##### Information shown

use aes_gcm::aead::{Aead, KeyInit};
use aes_gcm::{Aes256Gcm, Nonce};
use rand::RngCore;
use rand::rngs::OsRng;
use sha2::{Digest, Sha256};
use std::collections::HashMap;
use subtle::ConstantTimeEq;

use crate::error::{Result, StoreError};
use crate::types::{CipherId, EncryptionInfo, KeyMaterial};

/// Associated data bound into every sealed payload.
const PAYLOAD_AAD: &[u8] = b"strongbox-object-v1";

/// A sealed payload plus the metadata needed to open it again.
pub struct SealedPayload {
    pub ciphertext: Vec<u8>,
    pub info: EncryptionInfo,
}

impl std::fmt::Debug for SealedPayload {
    fn fmt(&self, f: &mut std::fmt::Formatter<'_>) -> std::fmt::Result {
        f.debug_struct("SealedPayload")
            .field("ciphertext_len", &self.ciphertext.len())
            .field("key_id", &self.info.key_id)
            .finish()
    }
}

/// Seals and opens object payloads with AES-256-GCM.
///
/// New payloads are always sealed under the current key with a fresh
/// random nonce. Retired keys stay in the keyring so objects written
/// before a rotation can still be opened.
pub struct EncryptionManager {
    current_id: String,
    keys: HashMap<String, KeyMaterial>,
}

impl EncryptionManager {
    pub fn new(current: KeyMaterial, retired: impl IntoIterator<Item = KeyMaterial>) -> Self {
        let current_id = current.id.clone();
        let mut keys: HashMap<String, KeyMaterial> =
            retired.into_iter().map(|k| (k.id.clone(), k)).collect();
        keys.insert(current_id.clone(), current);
        Self { current_id, keys }
    }

    /// Manager with a single random key. Nothing it seals survives the process.
    pub fn ephemeral() -> Self {
        let mut key = [0u8; 32];
        OsRng.fill_bytes(&mut key);
        Self::new(
            KeyMaterial {
                id: format!("ephemeral-{}", uuid::Uuid::now_v7()),
                key,
            },
            [],
        )
    }

    pub fn current_key_id(&self) -> &str {
        &self.current_id
    }

    pub fn key_ids(&self) -> Vec<String> {
        self.keys.keys().cloned().collect()
    }

    /// Encrypt `plaintext` under the current key with a freshly generated nonce.
    pub fn seal(&self, plaintext: &[u8]) -> Result<SealedPayload> {
        let key = self
            .keys
            .get(&self.current_id)
            .ok_or_else(|| StoreError::Encryption("current key missing from keyring".into()))?;
        let cipher = Aes256Gcm::new_from_slice(&key.key)
            .map_err(|e| StoreError::Encryption(format!("Invalid key: {e}")))?;

        let mut nonce_bytes = [0u8; 12];
        OsRng.fill_bytes(&mut nonce_bytes);
        let nonce = Nonce::from_slice(&nonce_bytes);

        let ciphertext = cipher
            .encrypt(
                nonce,
                aes_gcm::aead::Payload {
                    msg: plaintext,
                    aad: PAYLOAD_AAD,
                },
            )
            .map_err(|e| StoreError::Encryption(format!("Encryption failed: {e}")))?;

        Ok(SealedPayload {
            ciphertext,
            info: EncryptionInfo {
                cipher: CipherId::Aes256Gcm,
                key_id: key.id.clone(),
                nonce: nonce_bytes,
            },
        })
    }

    /// Decrypt a payload. Any authentication failure is a `Decryption` error;
    /// partial plaintext is never returned.
    pub fn open(&self, ciphertext: &[u8], info: &EncryptionInfo) -> Result<Vec<u8>> {
        match info.cipher {
            CipherId::Aes256Gcm => {}
        }
        let key = self
            .keys
            .get(&info.key_id)
            .ok_or_else(|| StoreError::Decryption(format!("Key not found: {}", info.key_id)))?;
        let cipher = Aes256Gcm::new_from_slice(&key.key)
            .map_err(|e| StoreError::Decryption(format!("Invalid key: {e}")))?;

        cipher
            .decrypt(
                Nonce::from_slice(&info.nonce),
                aes_gcm::aead::Payload {
                    msg: ciphertext,
                    aad: PAYLOAD_AAD,
                },
            )
            .map_err(|e| StoreError::Decryption(format!("Decryption failed: {e}")))
    }
}

impl std::fmt::Debug for EncryptionManager {
    fn fmt(&self, f: &mut std::fmt::Formatter<'_>) -> std::fmt::Result {
        f.debug_struct("EncryptionManager")
            .field("current_id", &self.current_id)
            .field("keys", &self.keys.len())
            .finish()
    }
}

/// SHA-256 of a plaintext payload, hex encoded.
pub fn content_digest(data: &[u8]) -> String {
    hex::encode(Sha256::digest(data))
}

/// Constant-time digest comparison.
pub fn digest_matches(expected: &str, actual: &str) -> bool {
    expected.as_bytes().ct_eq(actual.as_bytes()).into()
}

##########

▶ Prompt: Reply with one number only: the count of lines in the entries that contain "field".

▶ Response to the task: 4